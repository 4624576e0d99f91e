//! Layer document store contracts and SQLite implementation.
//!
//! # Responsibility
//! - Persist one JSON document per layer with create/read/update/remove.
//! - Keep the entity index in lockstep with every document write.
//!
//! # Invariants
//! - A document write and its reindex commit in the same transaction; no
//!   reader observes one without the other.
//! - The index is rebuilt from stored documents whenever a store is built
//!   on a connection.
//! - Stored documents are JSON objects under valid layer names.

use crate::db::migrations::{current_user_version, latest_version};
use crate::db::{open_db, open_db_in_memory, DbError};
use crate::model::entry::IndexEntry;
use crate::model::layer::is_valid_layer_name;
use crate::repo::entity_index;
use log::{debug, info};
use rusqlite::{params, Connection, OptionalExtension, Transaction, TransactionBehavior};
use serde_json::Value;
use std::error::Error;
use std::fmt::{Display, Formatter};
use std::path::Path;
use std::time::Instant;

pub type StoreResult<T> = Result<T, StoreError>;

/// Errors raised by the context store.
#[derive(Debug)]
pub enum StoreError {
    /// Underlying SQLite/bootstrap error.
    Db(DbError),
    /// Layer has no stored document.
    NotFound(String),
    /// `create` on a layer that already has a document.
    AlreadyExists(String),
    /// Layer name is not usable as a storage key and file stem.
    InvalidLayerName(String),
    /// Document does not have the expected top-level shape.
    InvalidDocument { layer: String, message: String },
    /// Document could not be serialized.
    Json(serde_json::Error),
    /// Filesystem failure while exporting.
    Io(std::io::Error),
    /// Connection schema is not at the expected migrated version.
    UninitializedConnection {
        expected_version: u32,
        actual_version: u32,
    },
    /// Required table is missing.
    MissingRequiredTable(&'static str),
    /// Required column is missing from expected table.
    MissingRequiredColumn {
        table: &'static str,
        column: &'static str,
    },
    /// Persisted bytes cannot be decoded.
    InvalidData(String),
}

impl Display for StoreError {
    fn fmt(&self, f: &mut Formatter<'_>) -> std::fmt::Result {
        match self {
            Self::Db(err) => write!(f, "{err}"),
            Self::NotFound(layer) => write!(f, "context layer not found: {layer}"),
            Self::AlreadyExists(layer) => write!(
                f,
                "context layer already exists: {layer}; use update to modify it"
            ),
            Self::InvalidLayerName(layer) => write!(f, "invalid layer name: `{layer}`"),
            Self::InvalidDocument { layer, message } => {
                write!(f, "invalid document for layer `{layer}`: {message}")
            }
            Self::Json(err) => write!(f, "{err}"),
            Self::Io(err) => write!(f, "{err}"),
            Self::UninitializedConnection {
                expected_version,
                actual_version,
            } => write!(
                f,
                "context store requires schema version {expected_version}, got {actual_version}"
            ),
            Self::MissingRequiredTable(table) => {
                write!(f, "context store requires table `{table}`")
            }
            Self::MissingRequiredColumn { table, column } => write!(
                f,
                "context store requires column `{column}` in table `{table}`"
            ),
            Self::InvalidData(message) => write!(f, "invalid persisted context data: {message}"),
        }
    }
}

impl Error for StoreError {
    fn source(&self) -> Option<&(dyn Error + 'static)> {
        match self {
            Self::Db(err) => Some(err),
            Self::Json(err) => Some(err),
            Self::Io(err) => Some(err),
            _ => None,
        }
    }
}

impl From<DbError> for StoreError {
    fn from(value: DbError) -> Self {
        Self::Db(value)
    }
}

impl From<rusqlite::Error> for StoreError {
    fn from(value: rusqlite::Error) -> Self {
        Self::Db(DbError::Sqlite(value))
    }
}

impl From<serde_json::Error> for StoreError {
    fn from(value: serde_json::Error) -> Self {
        Self::Json(value)
    }
}

impl From<std::io::Error> for StoreError {
    fn from(value: std::io::Error) -> Self {
        Self::Io(value)
    }
}

/// Layer document storage with a derived entity index.
pub trait DocumentStore {
    /// Stores a new layer document; fails with `AlreadyExists`.
    fn create(&self, layer: &str, doc: &Value) -> StoreResult<()>;
    /// Returns a layer document; fails with `NotFound`.
    fn read(&self, layer: &str) -> StoreResult<Value>;
    /// Shallow-merges (`merge=true`) or replaces the document, creating the
    /// layer when absent.
    fn update(&self, layer: &str, doc: &Value, merge: bool) -> StoreResult<()>;
    /// Deletes a layer document and its index rows; fails with `NotFound`.
    fn remove(&self, layer: &str) -> StoreResult<()>;
    /// Lists stored layer names in ascending order.
    fn list(&self) -> StoreResult<Vec<String>>;
    fn exists(&self, layer: &str) -> StoreResult<bool>;
    /// Replaces several layer documents in one transaction.
    fn replace_many(&self, docs: &[(&str, &Value)]) -> StoreResult<()>;
    /// Looks up one indexed item by uid, whatever layer owns it.
    fn find(&self, uid: &str) -> StoreResult<Option<IndexEntry>>;
    /// Indexed items whose `status` equals `status`, ordered by uid.
    fn find_by_status(&self, status: &str) -> StoreResult<Vec<IndexEntry>>;
    /// Every indexed item, ordered by uid.
    fn entries(&self) -> StoreResult<Vec<IndexEntry>>;
    /// Re-derives the whole index from stored documents.
    fn rebuild_all(&self) -> StoreResult<usize>;
}

impl<S: DocumentStore + ?Sized> DocumentStore for &S {
    fn create(&self, layer: &str, doc: &Value) -> StoreResult<()> {
        (**self).create(layer, doc)
    }

    fn read(&self, layer: &str) -> StoreResult<Value> {
        (**self).read(layer)
    }

    fn update(&self, layer: &str, doc: &Value, merge: bool) -> StoreResult<()> {
        (**self).update(layer, doc, merge)
    }

    fn remove(&self, layer: &str) -> StoreResult<()> {
        (**self).remove(layer)
    }

    fn list(&self) -> StoreResult<Vec<String>> {
        (**self).list()
    }

    fn exists(&self, layer: &str) -> StoreResult<bool> {
        (**self).exists(layer)
    }

    fn replace_many(&self, docs: &[(&str, &Value)]) -> StoreResult<()> {
        (**self).replace_many(docs)
    }

    fn find(&self, uid: &str) -> StoreResult<Option<IndexEntry>> {
        (**self).find(uid)
    }

    fn find_by_status(&self, status: &str) -> StoreResult<Vec<IndexEntry>> {
        (**self).find_by_status(status)
    }

    fn entries(&self) -> StoreResult<Vec<IndexEntry>> {
        (**self).entries()
    }

    fn rebuild_all(&self) -> StoreResult<usize> {
        (**self).rebuild_all()
    }
}

/// SQLite-backed document store owning its connection and index state.
pub struct SqliteDocumentStore {
    conn: Connection,
}

impl SqliteDocumentStore {
    /// Opens a database file, migrates it and rebuilds the index.
    pub fn open(path: impl AsRef<Path>) -> StoreResult<Self> {
        Self::try_new(open_db(path)?)
    }

    /// Opens a private in-memory store.
    pub fn open_in_memory() -> StoreResult<Self> {
        Self::try_new(open_db_in_memory()?)
    }

    /// Wraps a migrated connection and rebuilds the index from its documents.
    ///
    /// # Errors
    /// - Schema version or required tables/columns do not match.
    /// - A stored document cannot be decoded.
    pub fn try_new(conn: Connection) -> StoreResult<Self> {
        ensure_store_connection_ready(&conn)?;
        let store = Self { conn };
        store.rebuild_all()?;
        Ok(store)
    }

    pub fn connection(&self) -> &Connection {
        &self.conn
    }

    fn begin(&self) -> StoreResult<Transaction<'_>> {
        Ok(Transaction::new_unchecked(
            &self.conn,
            TransactionBehavior::Immediate,
        )?)
    }
}

impl DocumentStore for SqliteDocumentStore {
    fn create(&self, layer: &str, doc: &Value) -> StoreResult<()> {
        validate_write(layer, doc)?;
        let started_at = Instant::now();

        let tx = self.begin()?;
        if layer_exists_in(&tx, layer)? {
            return Err(StoreError::AlreadyExists(layer.to_string()));
        }
        let items = write_layer(&tx, layer, doc)?;
        tx.commit()?;

        debug!(
            "event=layer_create module=store status=ok layer={layer} items={items} duration_ms={}",
            started_at.elapsed().as_millis()
        );
        Ok(())
    }

    fn read(&self, layer: &str) -> StoreResult<Value> {
        load_layer(&self.conn, layer)?.ok_or_else(|| StoreError::NotFound(layer.to_string()))
    }

    fn update(&self, layer: &str, doc: &Value, merge: bool) -> StoreResult<()> {
        validate_write(layer, doc)?;
        let started_at = Instant::now();

        let tx = self.begin()?;
        let next = match (merge, load_layer(&tx, layer)?) {
            (true, Some(mut existing)) => {
                if let (Some(target), Some(incoming)) = (existing.as_object_mut(), doc.as_object()) {
                    for (key, value) in incoming {
                        target.insert(key.clone(), value.clone());
                    }
                }
                existing
            }
            _ => doc.clone(),
        };
        let items = write_layer(&tx, layer, &next)?;
        tx.commit()?;

        debug!(
            "event=layer_update module=store status=ok layer={layer} merge={merge} items={items} duration_ms={}",
            started_at.elapsed().as_millis()
        );
        Ok(())
    }

    fn remove(&self, layer: &str) -> StoreResult<()> {
        let tx = self.begin()?;
        let released = entity_index::release_layer(&tx, layer)?;
        let changed = tx.execute("DELETE FROM layers WHERE name = ?1;", [layer])?;
        if changed == 0 {
            return Err(StoreError::NotFound(layer.to_string()));
        }
        let restored = entity_index::restore(&tx, released.into_iter().collect())?;
        tx.commit()?;

        debug!("event=layer_remove module=store status=ok layer={layer} restored={restored}");
        Ok(())
    }

    fn list(&self) -> StoreResult<Vec<String>> {
        let mut stmt = self
            .conn
            .prepare("SELECT name FROM layers ORDER BY name ASC;")?;
        let names = stmt
            .query_map([], |row| row.get::<_, String>(0))?
            .collect::<Result<Vec<_>, _>>()?;
        Ok(names)
    }

    fn exists(&self, layer: &str) -> StoreResult<bool> {
        layer_exists_in(&self.conn, layer)
    }

    fn replace_many(&self, docs: &[(&str, &Value)]) -> StoreResult<()> {
        for (layer, doc) in docs {
            validate_write(layer, doc)?;
        }

        let tx = self.begin()?;
        for (layer, doc) in docs {
            write_layer(&tx, layer, doc)?;
        }
        tx.commit()?;

        debug!(
            "event=layer_replace_many module=store status=ok layers={}",
            docs.len()
        );
        Ok(())
    }

    fn find(&self, uid: &str) -> StoreResult<Option<IndexEntry>> {
        entity_index::find(&self.conn, uid)
    }

    fn find_by_status(&self, status: &str) -> StoreResult<Vec<IndexEntry>> {
        entity_index::list_by_status(&self.conn, status)
    }

    fn entries(&self) -> StoreResult<Vec<IndexEntry>> {
        entity_index::list_all(&self.conn)
    }

    fn rebuild_all(&self) -> StoreResult<usize> {
        let started_at = Instant::now();

        let tx = self.begin()?;
        let layers = load_all_layers(&tx)?;
        let items = entity_index::rebuild_all(&tx, &layers)?;
        tx.commit()?;

        info!(
            "event=index_rebuild module=index status=ok layers={} items={items} duration_ms={}",
            layers.len(),
            started_at.elapsed().as_millis()
        );
        Ok(items)
    }
}

fn validate_write(layer: &str, doc: &Value) -> StoreResult<()> {
    if !is_valid_layer_name(layer) {
        return Err(StoreError::InvalidLayerName(layer.to_string()));
    }
    if !doc.is_object() {
        return Err(StoreError::InvalidDocument {
            layer: layer.to_string(),
            message: "top-level value must be a JSON object".to_string(),
        });
    }
    Ok(())
}

fn write_layer(conn: &Connection, layer: &str, doc: &Value) -> StoreResult<usize> {
    conn.execute(
        "INSERT INTO layers (name, document) VALUES (?1, ?2)
         ON CONFLICT(name) DO UPDATE SET
            document = excluded.document,
            updated_at = (strftime('%s', 'now') * 1000);",
        params![layer, serde_json::to_string(doc)?],
    )?;
    entity_index::reindex(conn, layer, doc)
}

fn load_layer(conn: &Connection, layer: &str) -> StoreResult<Option<Value>> {
    let text: Option<String> = conn
        .query_row(
            "SELECT document FROM layers WHERE name = ?1;",
            [layer],
            |row| row.get(0),
        )
        .optional()?;
    text.map(|text| decode_document(layer, &text)).transpose()
}

pub(crate) fn load_all_layers(conn: &Connection) -> StoreResult<Vec<(String, Value)>> {
    let mut stmt = conn.prepare("SELECT name, document FROM layers ORDER BY name ASC;")?;
    let mut rows = stmt.query([])?;
    let mut layers = Vec::new();
    while let Some(row) = rows.next()? {
        let name: String = row.get(0)?;
        let text: String = row.get(1)?;
        let doc = decode_document(&name, &text)?;
        layers.push((name, doc));
    }
    Ok(layers)
}

fn decode_document(layer: &str, text: &str) -> StoreResult<Value> {
    serde_json::from_str(text).map_err(|err| {
        StoreError::InvalidData(format!("invalid document json for layer `{layer}`: {err}"))
    })
}

fn layer_exists_in(conn: &Connection, layer: &str) -> StoreResult<bool> {
    let exists: i64 = conn.query_row(
        "SELECT EXISTS(SELECT 1 FROM layers WHERE name = ?1);",
        [layer],
        |row| row.get(0),
    )?;
    Ok(exists == 1)
}

fn ensure_store_connection_ready(conn: &Connection) -> StoreResult<()> {
    let expected_version = latest_version();
    let actual_version = current_user_version(conn)?;
    if actual_version != expected_version {
        return Err(StoreError::UninitializedConnection {
            expected_version,
            actual_version,
        });
    }

    const REQUIRED: &[(&str, &[&str])] = &[
        ("layers", &["name", "document", "created_at", "updated_at"]),
        ("entity_index", &["uid", "layer", "kind", "status", "item"]),
    ];
    for (table, columns) in REQUIRED {
        if !table_exists(conn, table)? {
            return Err(StoreError::MissingRequiredTable(*table));
        }
        for column in *columns {
            if !table_has_column(conn, table, column)? {
                return Err(StoreError::MissingRequiredColumn {
                    table: *table,
                    column: *column,
                });
            }
        }
    }
    Ok(())
}

fn table_exists(conn: &Connection, table: &str) -> StoreResult<bool> {
    let exists: i64 = conn.query_row(
        "SELECT EXISTS(
            SELECT 1
            FROM sqlite_master
            WHERE type = 'table' AND name = ?1
        );",
        [table],
        |row| row.get(0),
    )?;
    Ok(exists == 1)
}

fn table_has_column(conn: &Connection, table: &str, column: &str) -> StoreResult<bool> {
    let mut stmt = conn.prepare(&format!("PRAGMA table_info({table});"))?;
    let mut rows = stmt.query([])?;
    while let Some(row) = rows.next()? {
        let name: String = row.get(1)?;
        if name == column {
            return Ok(true);
        }
    }
    Ok(false)
}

* Activity: Count, in the listing above, every line that includes "target". The number is the whole answer.

* Exercise output: 2